Una lettera inedita di Daniele Comboni




Can. Johannes Chrysostomus Mitterrutzner

Chartoum 13 gennaio 1875


Dulcissime Rev.um,
Intanto vi domando perdono del mio lungo silenzio. Benché abbia cento motivi che mi hanno impedito di scrivere a voi, primo amico e padre dell’Africa centrale, a molti insigni benefattori, alle società benefattrici, ed allo stesso mio padre, pure non v’è scusa alcuna per serbare silenzio con voi quindi vi chiedo perdono; peccavi tibi e son certo che il vostro cuore di apostolo mi perdonerà.

Dopo aver sistemata la missione nel Cordofan, ai 17 novembre 1873 partii col padre Stanislao per Chartoum. Ai 25 in mezzo ad una selva piena d’alberi e di pietre fui precipitato a terra, e mi si ruppe alla lettera il braccio con le ossa della mano. Mi fermai, soffrivo indicibilmente, poi in mezzo ad atroci dolori salii il cammello, che ad ogni passo mi faceva spasimare. Giunto al Nilo il vapore di Isamil Pascià governatore generale, venne a prendermi e mi condusse alla missione. Stetti 82 giorni fra letto e braccio legato al collo: ma siccome a questo viaggio avevo fatto una novena a San Giuseppe, mio economo, per farlo felice, non avendolo fatto felice per essermi rotto il braccio, condannai il mio economo San Giuseppe (vero padre della Nigrizia) a pagarmi entro un anno altrettanti mille franchi, quanti giorni sarei stato costretto a portare il braccio al collo senza poter dir messa. Essendo stati 82 giorni, spedii una tratta di 82.000 franchi alla banca del mio economo in cielo, e lo diffidai a pagare. Il poveretto pagò prima della scadenza, e mi persuasi che anche in cielo San Giuseppe è il Re dei galantuomini. La morale è che ho potuto fabbricare la casa delle suore (è identica al grandioso nostro stabilimento maschile fabbricato da Gostner [...] le suore vi sono bene installate colle scuole, asili per gli schiavi, ecc.); e dopo aver mantenuto bene le due case del Cordofan e le due di Chartoum con tutto il personale dei mori cattolici, io non ho né in vicariato, né in Chartoum, nemmeno un centesimo di debito con nessuno.
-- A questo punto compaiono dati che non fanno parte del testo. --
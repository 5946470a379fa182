use ethers::types::{Bytes, H256};
use tracing::{debug, warn};

use crate::chain::{ChainError, ChainWriter, ContractCall, Simulation};

/// The simulate/send/confirm progression as an explicit tagged union
/// instead of nested error handling, so the fail-clean guarantee is visible
/// at the type level: everything before `Submitted` dies without a trace on
/// chain, everything after carries the tx hash.
#[derive(Debug)]
enum WritePhase {
    Requested,
    Simulated(Simulation),
    Submitted { tx_hash: H256, result: Bytes },
}

/// Terminal outcome of one on-chain write attempt.
#[derive(Debug)]
pub enum WriteOutcome {
    /// Mined and succeeded. `result` is the return value obtained from the
    /// dry-run, which already carries it; no log parsing needed.
    Executed {
        tx_hash: H256,
        block_number: u64,
        result: Bytes,
    },
    /// Would-revert caught before broadcast; zero funds at risk.
    SimulationFailed { reason: String },
    /// The node rejected the broadcast; nothing reached the network.
    SendFailed { reason: String },
    /// Broadcast succeeded but the transaction definitively failed
    /// (reverted on-chain, or confirmation errored). Gas may be spent.
    Failed { tx_hash: H256, reason: String },
    /// Confirmation wait expired with no receipt either way. Callers must
    /// re-query before retrying to avoid double-submission.
    Unknown { tx_hash: H256, reason: String },
}

/// Drive one contract write to a terminal outcome. No transition ever leaves
/// a terminal state; retries are a fresh call.
pub async fn run_write(writer: &dyn ChainWriter, call: &ContractCall) -> WriteOutcome {
    let mut phase = WritePhase::Requested;
    loop {
        phase = match phase {
            WritePhase::Requested => match writer.simulate(call).await {
                Ok(simulation) => {
                    debug!(to = ?call.to, "simulation ok");
                    WritePhase::Simulated(simulation)
                }
                Err(e) => {
                    return WriteOutcome::SimulationFailed {
                        reason: e.to_string(),
                    }
                }
            },
            WritePhase::Simulated(simulation) => {
                let result = simulation.result.clone();
                match writer.send(simulation.prepared).await {
                    Ok(tx_hash) => {
                        debug!(?tx_hash, "transaction submitted");
                        WritePhase::Submitted { tx_hash, result }
                    }
                    Err(e) => {
                        return WriteOutcome::SendFailed {
                            reason: e.to_string(),
                        }
                    }
                }
            }
            WritePhase::Submitted { tx_hash, result } => {
                return match writer.wait_for_receipt(tx_hash).await {
                    Ok(receipt) if receipt.status => WriteOutcome::Executed {
                        tx_hash,
                        block_number: receipt.block_number,
                        result,
                    },
                    Ok(_) => WriteOutcome::Failed {
                        tx_hash,
                        reason: "transaction reverted on-chain".to_string(),
                    },
                    Err(timeout @ ChainError::ConfirmationTimeout { .. }) => {
                        warn!(?tx_hash, "confirmation timed out, outcome unknown");
                        WriteOutcome::Unknown {
                            tx_hash,
                            reason: timeout.to_string(),
                        }
                    }
                    Err(e) => WriteOutcome::Failed {
                        tx_hash,
                        reason: e.to_string(),
                    },
                };
            }
        };
    }
}
use anyhow::Result;
use async_trait::async_trait;
use tracing::{info, warn};

use crate::config::app_context::AppContext;
use crate::executors::trade_executor::trade_call;
use crate::types::engine::Executor;
use crate::types::events::{Action, BotEvent, ExecutionError, ExecutionResult};

/// Paper-trading executor: the simulate phase runs against live chain state
/// so would-reverts are still caught, but nothing is broadcast and nothing
/// is persisted.
pub struct PaperTradeExecutor {
    context: AppContext,
}

impl PaperTradeExecutor {
    pub fn new(context: &AppContext) -> Self {
        Self {
            context: context.clone(),
        }
    }
}

#[async_trait]
impl Executor<Action, BotEvent> for PaperTradeExecutor {
    async fn execute(&self, action: Action) -> Result<Option<BotEvent>> {
        let Action::ExecuteTrade {
            user_address,
            owner_identity,
            request,
            pool,
        } = action
        else {
            return Ok(None);
        };

        let wallet = match self
            .context
            .stores
            .wallets
            .find_wallet(user_address, &owner_identity)
            .await
        {
            Ok(Some(wallet)) => wallet,
            Ok(None) => {
                warn!(owner = %owner_identity, "paper trade skipped, no proxy wallet");
                let error = ExecutionError::NoProxyWallet {
                    user: user_address,
                    identity: owner_identity.clone(),
                };
                return Ok(Some(BotEvent::ExecutionResult(
                    ExecutionResult::TradeRejected {
                        owner_identity,
                        error,
                    },
                )));
            }
            Err(e) => {
                return Ok(Some(BotEvent::ExecutionResult(
                    ExecutionResult::TradeRejected {
                        owner_identity,
                        error: ExecutionError::Storage(e.to_string()),
                    },
                )))
            }
        };

        let call = match trade_call(wallet.proxy_address, &request) {
            Ok(call) => call,
            Err(e) => {
                return Ok(Some(BotEvent::ExecutionResult(
                    ExecutionResult::TradeRejected {
                        owner_identity,
                        error: ExecutionError::BadChainData(e.to_string()),
                    },
                )))
            }
        };

        let result = match self.context.writer.simulate(&call).await {
            Ok(_) => {
                info!(
                    owner = %owner_identity,
                    token = %pool.base_token.address,
                    amount_in = %request.amount_in,
                    "paper trade would execute"
                );
                ExecutionResult::TradeSimulated { owner_identity }
            }
            Err(e) => {
                info!(owner = %owner_identity, error = %e, "paper trade would revert");
                ExecutionResult::TradeRejected {
                    owner_identity,
                    error: ExecutionError::SimulationFailed(e.to_string()),
                }
            }
        };
        Ok(Some(BotEvent::ExecutionResult(result)))
    }
}
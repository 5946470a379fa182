pub const ENGINE_MESSAGE_CHANNEL_CAPACITY: usize = 512;

/// How many creation-event pools are kept for merging into ranking batches.
pub const RECENT_POOLS_CAPACITY: usize = 256;

/// Per-owner dedup of already-alerted pools across discovery cycles.
pub const SEEN_POOLS_CAPACITY: usize = 4096;

/// Seconds a proxy swap stays valid after the matching pool was evaluated.
pub const TRADE_DEADLINE_S: u64 = 300;
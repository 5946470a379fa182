pub mod app_context;
pub mod constants;
pub mod settings;
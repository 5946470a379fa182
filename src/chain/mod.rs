use async_trait::async_trait;
use ethers::types::transaction::eip2718::TypedTransaction;
use ethers::types::{Address, Bytes, Log, H256, U256};
use std::sync::Arc;
use thiserror::Error;
use tokio::task::JoinHandle;

pub mod abi;
pub mod erc20;
pub mod evm;
pub mod write_pipeline;

/// Typed chain error. Read errors on the discovery path are logged and the
/// cycle continues; on the trade path they are mapped into
/// [`crate::types::events::ExecutionError`] and escalate.
#[derive(Error, Debug)]
pub enum ChainError {
    #[error("rpc transport error: {0}")]
    Transport(String),
    /// A dry-run came back as would-revert. The reason is preserved verbatim,
    /// including the revert message when the node surfaces one.
    #[error("simulation reverted: {0}")]
    Reverted(String),
    /// The confirmation wait expired and a final re-query still found no
    /// receipt. The transaction may or may not land later.
    #[error("no receipt for tx {tx_hash:?} after {waited_s}s")]
    ConfirmationTimeout { tx_hash: H256, waited_s: u64 },
    #[error("malformed return data: {0}")]
    BadReturnData(String),
    #[error("invalid abi: {0}")]
    Abi(String),
}

/// A contract call to simulate, read, or submit.
#[derive(Debug, Clone)]
pub struct ContractCall {
    pub to: Address,
    pub data: Bytes,
    pub value: U256,
}

impl ContractCall {
    pub fn new(to: Address, data: Bytes) -> Self {
        Self {
            to,
            data,
            value: U256::zero(),
        }
    }
}

/// A transaction that went through the dry-run and is ready to broadcast:
/// gas, nonce and fees are filled in.
#[derive(Debug, Clone)]
pub struct PreparedRequest {
    pub tx: TypedTransaction,
}

/// Outcome of a dry-run: the call's deterministic return value plus the
/// request prepared for broadcast.
#[derive(Debug, Clone)]
pub struct Simulation {
    pub result: Bytes,
    pub prepared: PreparedRequest,
}

#[derive(Debug, Clone, Copy)]
pub struct TxReceipt {
    pub block_number: u64,
    /// `true` iff the transaction executed successfully on-chain.
    pub status: bool,
}

/// Read-only contract access (getters).
#[async_trait]
pub trait ChainReader: Send + Sync {
    async fn call(&self, call: &ContractCall) -> Result<Bytes, ChainError>;
}

/// The chain-write seam every state-changing call goes through, always in
/// the same three phases: simulate, send, confirm.
#[async_trait]
pub trait ChainWriter: Send + Sync {
    /// Dry-run against current chain state. Surfaces would-revert conditions
    /// before any gas is spent and carries the call's return value.
    async fn simulate(&self, call: &ContractCall) -> Result<Simulation, ChainError>;

    /// Broadcast the signed transaction; returns as soon as the node accepts
    /// it. There is no cancelling past this point.
    async fn send(&self, prepared: PreparedRequest) -> Result<H256, ChainError>;

    /// Block until the transaction is mined. A timeout is reported as
    /// [`ChainError::ConfirmationTimeout`] after one final re-query, never as
    /// a definitive failure.
    async fn wait_for_receipt(&self, tx_hash: H256) -> Result<TxReceipt, ChainError>;
}

pub type LogSink = Arc<dyn Fn(Vec<Log>) + Send + Sync>;
pub type ErrorSink = Arc<dyn Fn(ChainError) + Send + Sync>;

/// Owned handle to a live log subscription. Dropping it leaves the
/// subscription running (detached); call [`SubscriptionHandle::unsubscribe`]
/// to tear it down. An explicit handle instead of a process-wide "currently
/// listening" flag, so several pipelines can coexist.
pub struct SubscriptionHandle {
    task: JoinHandle<()>,
}

impl SubscriptionHandle {
    pub(crate) fn new(task: JoinHandle<()>) -> Self {
        Self { task }
    }

    pub fn unsubscribe(self) {
        self.task.abort();
    }
}

/// Subscription primitive the Chain Event Source consumes. Delivery is
/// at-least-once while subscribed, in block order only. Node errors are
/// handed to `on_error`, never thrown into the caller's stack; the caller
/// decides whether to resubscribe.
#[async_trait]
pub trait LogSubscriber: Send + Sync {
    async fn subscribe(
        &self,
        address: Address,
        event_abi: &str,
        event_name: &str,
        on_logs: LogSink,
        on_error: ErrorSink,
    ) -> Result<SubscriptionHandle, ChainError>;
}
Di più ho sostenuto la spesa di due carovane dal Cairo a Chartoum e dirette al Cordofan.
Vedete quanto sono care le grazie del nostro caro San Giuseppe. Di più ho mantenute le due case del Cairo, e sostenta colle mie spese i due Istituti di Verona, poiché l’Opera del Buon Pastore produce poco, come sapete.
Dopo la partenza del padre Stanislao, benché spesso ammalato, specialmente nel Karif [vento del deserto, ndr] ho sostenuto io solo il peso dell’amministrazione, della fabbrica, delle relazioni col Governo. Agli 8 di dicembre l’ottimo don Pasquale Fiore superiore della missione di Chartoum e parroco, in solemnibus letto il vangelo in arabo e intonato il Credo, fece sbocchi di sangue, discese dall’altare, e io lo condussi in camera. In tre giorni vomitò più di 8 litri di sangue: agli 11 lo comunicai per viatico e gli diedi l’Olio santo. Per 20 giorni stette in alto mare, ma poi le Novene, la Regina della Nigrizia, San Giuseppe e la continua assistenza delle suore di Marsiglia, l’hanno portato alla convalescenza, e spero che in tre o quattro mesi stia meglio di prima: cammina a grandi passi verso la guarigione. Ha 35 anni. Fu parroco a Corato e canonico ed avea sotto di se 32.000 anime. Come parroco vale un tesoro. In mezzo a questo frangente potete immaginare la mia desolazione. [...]
Ho avuto croci immense, ma Gesù Cristo, Maria, Giuseppe e Pio IX sono il mio conforto. A confortare poi di più la mia debolezza venne la lettera di Propaganda, in cui l’E.mo Prefetto cardinal Franchi dopo avermi ordinato a nome della Sacra Congregazione a aprire senz’altro la missione dei Nuba, di avermi dato istruzioni sulla schiavitù ed altre cose, termina la lettera con queste parole, che furono una manna alla mia debolezza: «Del resto ho il piacere di significarle che gli Eminentissimi miei colleghi hanno tributato elogi alla operosità con cui ella ha iniziato l’ardua impresa di evangelizzare codeste barbare genti; e l’animano a proseguirla senza sgomentarsi per gli ostacoli che sarà per incontrare, contando sui dovuti aiuti che certo non mancheranno...». In segreto poi a voi dico che la Sacra Congregazione di Propaganda ha ammesso in massima l’idea di nominarmi Vicario Apostolico con carattere vescovile; ma non ne riferirà al Santo Padre che dopo l’installazione della novella missione di Gebel Nuba. Io ne sono indegnissimo, ma son disposto ad accettare, quando sia bene avviata la missione suddetta e ben rassodata quella di Chartoum e di Cordofan. [...] Dal letto ove sono ammalato vi spedisco questo pezzo di lettera. Se sto bene, spero di scrivervi con la prossima posta.
Suissimum
Daniele Comboni
Provic.o Apost.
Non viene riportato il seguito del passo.